Augmented Diversity Screening and Machine Learning for Compound Selection

Hongwu Wang, a principal scientist from Merck with 20 years of experience in the pharmaceutical industry, delivered a presentation on high throughput screening (HTS) in the small molecule area. Wang began by discussing the critical role of HTS in lead discovery for various projects, noting that despite its widespread use, only 21% of clinical candidates were sourced from random screening. He mentioned that an analysis at Merck revealed that 42% of preclinical candidates originated from internal screening, with 16% from hybridisation of known series. 

Wang discussed the implementation of a diversity screening strategy at Merck, which involved screening diverse subsets of their full compound collection.
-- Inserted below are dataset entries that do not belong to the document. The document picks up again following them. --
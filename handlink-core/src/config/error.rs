//! Configuration validation errors

use thiserror::Error;

use crate::channel::Channel;

#[derive(Debug, Clone, PartialEq, Error)]
pub enum ConfigError {
    #[error("smoothing factor alpha must be in (0, 1], got {0}")]
    InvalidAlpha(f32),
    #[error("max_step_deg must be greater than 0, got {0}")]
    InvalidMaxStep(f32),
    #[error("{channel}: invalid angle range {min_deg}..{max_deg} (need 0 <= min <= max <= 65535)")]
    InvalidLimits {
        channel: Channel,
        min_deg: f32,
        max_deg: f32,
    },
    #[error("{channel}: invalid curl window far={far} near={near} (need far > near > 0)")]
    InvalidWindow { channel: Channel, far: f32, near: f32 },
    #[error("{channel}: neutral angle {value} outside {min_deg}..{max_deg}")]
    NeutralOutOfRange {
        channel: Channel,
        value: f32,
        min_deg: f32,
        max_deg: f32,
    },
}
//! Per-tick particle integration and the retirement bounds check

use crate::particle::Particle;
use crate::random::RandomSource;
use confetti_core::Size;

/// Degrees to radians
pub const DEG_TO_RAD: f32 = std::f32::consts::PI / 180.0;

/// Scales position integration
pub const MOVEMENT_SPEED: f32 = 0.5;

/// Scales both spin and gravity accumulation
pub const ROTATION_SPEED: f32 = 5.0;

/// Distance past the surface edges before a particle is retired; also the
/// height of the spawn band above the top edge in ambient mode
pub const BOUNDARY: f32 = 50.0;

/// Multiplicative velocity damping applied every step
pub const DRAG: f32 = 0.98;

/// Global animation tunables, carried per emitter so independent effects
/// can run with different settings
#[derive(Debug, Clone, Copy, PartialEq)]
pub struct Tunables {
    pub movement_speed: f32,
    pub rotation_speed: f32,
    pub boundary: f32,
}

impl Default for Tunables {
    fn default() -> Self {
        Self {
            movement_speed: MOVEMENT_SPEED,
            rotation_speed: ROTATION_SPEED,
            boundary: BOUNDARY,
        }
    }
}

/// Advance a live particle by `dt`. Dead particles are left untouched.
pub fn update_particle<R: RandomSource + ?Sized>(
    p: &mut Particle,
    dt: f32,
    tunables: &Tunables,
    rng: &mut R,
) {
    if p.dead {
        return;
    }
    p.life += dt;
    p.angle += p.da * dt * tunables.rotation_speed;
    // Gravity shares the rotation speed scalar
    p.dy += p.gy * dt * tunables.rotation_speed;
    p.dx += rng.random_range(4.0, 2.0) * (p.life * p.xw).sin() * dt;
    p.dx *= DRAG;
    p.dy *= DRAG;
    p.x += p.dx * tunables.movement_speed;
    p.y += p.dy * tunables.movement_speed;
}

/// True once the particle has left the surface to the left, right or bottom.
/// Particles above the top edge are never out of bounds.
pub fn is_out_of_bounds(size: Size, p: &Particle, boundary: f32) -> bool {
    p.x < -boundary || p.x > size.width + boundary || p.y > size.height + boundary
}
//! Particle types: simulation state and visual style

use confetti_core::{Color, Result};
use image::RgbaImage;
use std::fmt;
use std::path::Path;
use std::sync::Arc;

/// Shared handle to a decoded RGBA image. Clones share the pixel data.
#[derive(Clone)]
pub struct Sprite {
    image: Arc<RgbaImage>,
}

impl Sprite {
    pub fn new(image: RgbaImage) -> Self {
        Self {
            image: Arc::new(image),
        }
    }

    /// Decode an image file (PNG or JPEG) into a sprite
    pub fn load(path: impl AsRef<Path>) -> Result<Self> {
        let path = path.as_ref();
        let image = image::open(path).map_err(|e| {
            confetti_core::ConfettiError::ImageError(format!("{}: {}", path.display(), e))
        })?;
        log::debug!(
            "Loaded sprite {} ({}x{})",
            path.display(),
            image.width(),
            image.height()
        );
        Ok(Self::new(image.to_rgba8()))
    }

    pub fn width(&self) -> u32 {
        self.image.width()
    }

    pub fn height(&self) -> u32 {
        self.image.height()
    }

    pub fn image(&self) -> &RgbaImage {
        &self.image
    }
}

impl PartialEq for Sprite {
    fn eq(&self, other: &Self) -> bool {
        Arc::ptr_eq(&self.image, &other.image)
    }
}

impl fmt::Debug for Sprite {
    fn fmt(&self, f: &mut fmt::Formatter<'_>) -> fmt::Result {
        write!(f, "Sprite({}x{})", self.width(), self.height())
    }
}

/// How a particle is drawn: a filled rectangle or an image
#[derive(Clone, Debug, PartialEq)]
pub enum Style {
    Color(Color),
    Image(Sprite),
}

impl Default for Style {
    fn default() -> Self {
        Style::Color(Color::WHITE)
    }
}

impl From<Color> for Style {
    fn from(color: Color) -> Self {
        Style::Color(color)
    }
}

impl From<Sprite> for Style {
    fn from(sprite: Sprite) -> Self {
        Style::Image(sprite)
    }
}

/// Simulation state of one confetti piece
#[derive(Clone, Debug, PartialEq)]
pub struct Particle {
    /// Once set, the particle is inert and awaits removal
    pub dead: bool,
    /// Elapsed time since creation
    pub life: f32,
    pub x: f32,
    pub y: f32,
    /// Velocity, before the movement speed scalar is applied
    pub dx: f32,
    pub dy: f32,
    /// Rotation in degrees
    pub angle: f32,
    /// Angular velocity in degrees per unit time
    pub da: f32,
    /// Rectangle extents, unused for image styles
    pub w: f32,
    pub h: f32,
    /// Per-particle gravity added to `dy` each step
    pub gy: f32,
    /// Per-particle sway frequency
    pub xw: f32,
    pub style: Style,
}

impl Particle {
    /// Flag the particle as retired. There is no way back.
    pub fn kill(&mut self) {
        self.dead = true;
    }

    pub fn is_alive(&self) -> bool {
        !self.dead
    }
}

impl Default for Particle {
    fn default() -> Self {
        Self {
            dead: false,
            life: 0.0,
            x: 0.0,
            y: 0.0,
            dx: 0.0,
            dy: 0.0,
            angle: 0.0,
            da: 0.0,
            w: 1.0,
            h: 1.0,
            gy: 0.0,
            xw: 0.0,
            style: Style::default(),
        }
    }
}

/// Transform applied once to every freshly created particle
pub type OnCreate = dyn Fn(Particle) -> Particle + Send + Sync;

/// Transform applied to every live particle after each step, with the step's `dt`
pub type OnUpdate = dyn Fn(Particle, f32) -> Particle + Send + Sync;
//! Frame driver: owns the live particle set and runs spawn, step, retire and render

use crate::emitter::{EmitterConfig, EmitterMode};
use crate::factory::{create_particle, SpawnParams};
use crate::particle::{OnCreate, OnUpdate, Particle, Style};
use crate::random::ParticleRng;
use crate::render::{render_particle, DrawingSurface};
use crate::stepper::{is_out_of_bounds, update_particle};
use confetti_core::{ConfettiError, Result, Size, Vec2};

/// One confetti effect: an emitter plus the particles it has spawned
pub struct ConfettiSystem {
    config: EmitterConfig,
    styles: Vec<Style>,
    particles: Vec<Particle>,
    rng: ParticleRng,
    on_create: Option<Box<OnCreate>>,
    on_update: Option<Box<OnUpdate>>,
    /// Fractional particle accumulator for sub-frame emission
    accumulator: f32,
    /// How long continuous emission has been running
    emitter_time: f32,
    /// Whether the emitter still produces particles
    playing: bool,
    started: bool,
}

impl ConfettiSystem {
    /// Build a system from a validated config and its loaded styles
    pub fn new(config: EmitterConfig, styles: Vec<Style>) -> Result<Self> {
        config.validate()?;
        if styles.is_empty() {
            return Err(ConfettiError::MissingRequiredField("styles".into()));
        }
        Ok(Self {
            config,
            styles,
            particles: Vec::new(),
            rng: ParticleRng::from_entropy(),
            on_create: None,
            on_update: None,
            accumulator: 0.0,
            emitter_time: 0.0,
            playing: true,
            started: false,
        })
    }

    /// Build a system whose styles are the config's colors and images
    pub fn from_config(config: EmitterConfig, base_dir: Option<&std::path::Path>) -> Result<Self> {
        let styles = config.load_styles(base_dir)?;
        Self::new(config, styles)
    }

    pub fn with_rng(mut self, rng: ParticleRng) -> Self {
        self.rng = rng;
        self
    }

    pub fn with_on_create(
        mut self,
        hook: impl Fn(Particle) -> Particle + Send + Sync + 'static,
    ) -> Self {
        self.on_create = Some(Box::new(hook));
        self
    }

    pub fn with_on_update(
        mut self,
        hook: impl Fn(Particle, f32) -> Particle + Send + Sync + 'static,
    ) -> Self {
        self.on_update = Some(Box::new(hook));
        self
    }

    pub fn particles(&self) -> &[Particle] {
        &self.particles
    }

    pub fn alive_count(&self) -> usize {
        self.particles.len()
    }

    pub fn is_playing(&self) -> bool {
        self.playing
    }

    /// True once emission is over and every particle has retired
    pub fn is_finished(&self) -> bool {
        self.started && !self.playing && self.particles.is_empty()
    }

    /// Spawn `count` particles the way the configured mode does
    pub fn emit(&mut self, size: Size, count: u32) {
        let origin = match self.config.mode {
            EmitterMode::Burst { origin } => Some(origin.unwrap_or_else(|| size.center())),
            EmitterMode::Ambient => None,
        };
        self.spawn(size, origin, count);
    }

    /// Burst `count` particles out of `origin`, whatever the configured mode
    pub fn burst_at(&mut self, size: Size, origin: Vec2, count: u32) {
        self.spawn(size, Some(origin), count);
    }

    fn spawn(&mut self, size: Size, origin: Option<Vec2>, count: u32) {
        let params = SpawnParams {
            force: self.config.force,
            angle: self.config.angle,
            spread: self.config.spread,
            styles: &self.styles,
            boundary: self.config.tunables.boundary,
        };
        let on_create = self
            .on_create
            .as_deref()
            .map(|hook| hook as &dyn Fn(Particle) -> Particle);
        self.particles.reserve(count as usize);
        for _ in 0..count {
            let p = create_particle(&mut self.rng, size, origin, &params, on_create);
            self.particles.push(p);
        }
        log::debug!("Spawned {} particle(s), {} alive", count, self.particles.len());
    }

    /// Advance the effect by `dt`: emit, step every particle, retire the ones
    /// that are dead or have left the surface
    pub fn update(&mut self, size: Size, dt: f32) {
        if !self.started {
            self.start(size);
        }

        if self.playing && self.config.rate > 0.0 {
            self.emitter_time += dt;
            self.accumulator += self.config.rate * dt;
            let spawn_count = self.accumulator as u32;
            self.accumulator -= spawn_count as f32;
            if spawn_count > 0 {
                self.emit(size, spawn_count);
            }
            if self.config.duration > 0.0 && self.emitter_time >= self.config.duration {
                log::info!("Emission finished after {:.2}s", self.emitter_time);
                self.playing = false;
            }
        }

        let tunables = self.config.tunables;
        for p in &mut self.particles {
            update_particle(p, dt, &tunables, &mut self.rng);
            if let Some(hook) = &self.on_update {
                if p.is_alive() {
                    *p = hook(std::mem::take(p), dt);
                }
            }
            if is_out_of_bounds(size, p, tunables.boundary) {
                p.kill();
            }
        }

        let retired = self.compact();
        if retired > 0 {
            log::debug!("Retired {} particle(s), {} alive", retired, self.particles.len());
        }
    }

    /// Draw every live particle
    pub fn render<S: DrawingSurface + ?Sized>(&self, surface: &mut S) {
        for p in &self.particles {
            render_particle(surface, p);
        }
    }

    fn start(&mut self, size: Size) {
        self.started = true;
        match self.config.mode {
            EmitterMode::Burst { .. } => {
                log::info!("Bursting {} particle(s)", self.config.count);
                self.emit(size, self.config.count);
                self.playing = false;
            }
            EmitterMode::Ambient if self.config.rate <= 0.0 => {
                log::info!("Dropping {} particle(s)", self.config.count);
                self.emit(size, self.config.count);
                self.playing = false;
            }
            EmitterMode::Ambient => {
                log::info!("Falling confetti at {} particle(s)/s", self.config.rate);
            }
        }
    }

    /// Swap-remove dead particles; returns how many were removed
    fn compact(&mut self) -> usize {
        let before = self.particles.len();
        let mut i = 0;
        while i < self.particles.len() {
            if !self.particles[i].is_alive() {
                self.particles.swap_remove(i);
                // Don't increment i: the swapped-in particle needs checking
            } else {
                i += 1;
            }
        }
        before - self.particles.len()
    }
}
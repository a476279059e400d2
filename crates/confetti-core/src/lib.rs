//! Confetti Core - Foundational types for the Confetti particle effect
//!
//! This crate provides the types that all other Confetti crates depend on:
//! - `Vec2`, `Size` - Surface-space types
//! - `Color` - RGBA color with CSS-style parsing
//! - Error types and Result alias

mod error;
mod types;

pub use error::{ConfettiError, Result};
pub use types::{Color, Size, Vec2};
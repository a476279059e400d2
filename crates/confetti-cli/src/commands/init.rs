//! Config scaffolding command

use anyhow::Result;
use std::fs;
use std::path::Path;

/// Starting point for a new effect. Every key is optional.
pub const DEFAULT_CONFIG: &str = r##"# Confetti effect

# "burst" explodes out of `origin` (surface center when omitted),
# "ambient" drops confetti in from above the top edge
mode = "burst"
# origin = [400, 300]

# Particles per burst, or the initial drop when ambient `rate` is 0
count = 150

# Burst speed range is [5, force); direction in degrees, 270 is straight up
force = 15
angle = 270
spread = 45

# Ambient emission: particles per second and seconds to keep emitting (0 = forever)
rate = 0
duration = 0

colors = ["#f44336", "#e91e63", "#9c27b0", "#3f51b5", "#03a9f4", "#4caf50", "#ffeb3b", "#ff9800"]
# Sprite images, relative to this file
# images = ["star.png"]

[tunables]
movement_speed = 0.5
rotation_speed = 5.0
boundary = 50
"##;

pub fn run(path: &str, force: bool) -> Result<()> {
    let target = Path::new(path);

    if target.exists() && !force {
        anyhow::bail!("File '{}' already exists (use --force to overwrite)", path);
    }
    if let Some(parent) = target.parent().filter(|p| !p.as_os_str().is_empty()) {
        fs::create_dir_all(parent)?;
    }

    fs::write(target, DEFAULT_CONFIG)?;
    println!("Created {}", path);
    Ok(())
}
This strategy included the use of virtual screening to develop project-specific sites and augment the diversity library. He emphasised the importance of higher data quality in primary screening, achieved by screening in triplicate. Additionally, a focused training workflow protocol was implemented to build machine learning models using HTS data, aiding in the identification of new lead series. 

The presentation detailed the definition of a diverse screening library, which utilised 2D clustering and an MPO score to enrich 3D shape and biological diversity. Wang also described the adoption of a progressive plating scheme, ensuring high-quality samples and updating the diversity deck every other year. He outlined the typical HTS hit finding funnel at Merck, which included primary screening, dose response, counter screening, and orthogonal screening to ensure genuine hits. 

Wang highlighted the use of project-specific virtual screening and specialty collections, such as covalent modifiers, FDA-approved drugs, and GPCR collections. He also mentioned the design of an External_50k deck for external collaborations. The presentation concluded with an analysis of HTS outcomes, revealing that validated hits were delivered for two-thirds of small molecule HTS screens. Wang ended by acknowledging areas for improvement, particularly in transcription factors and PPI targets.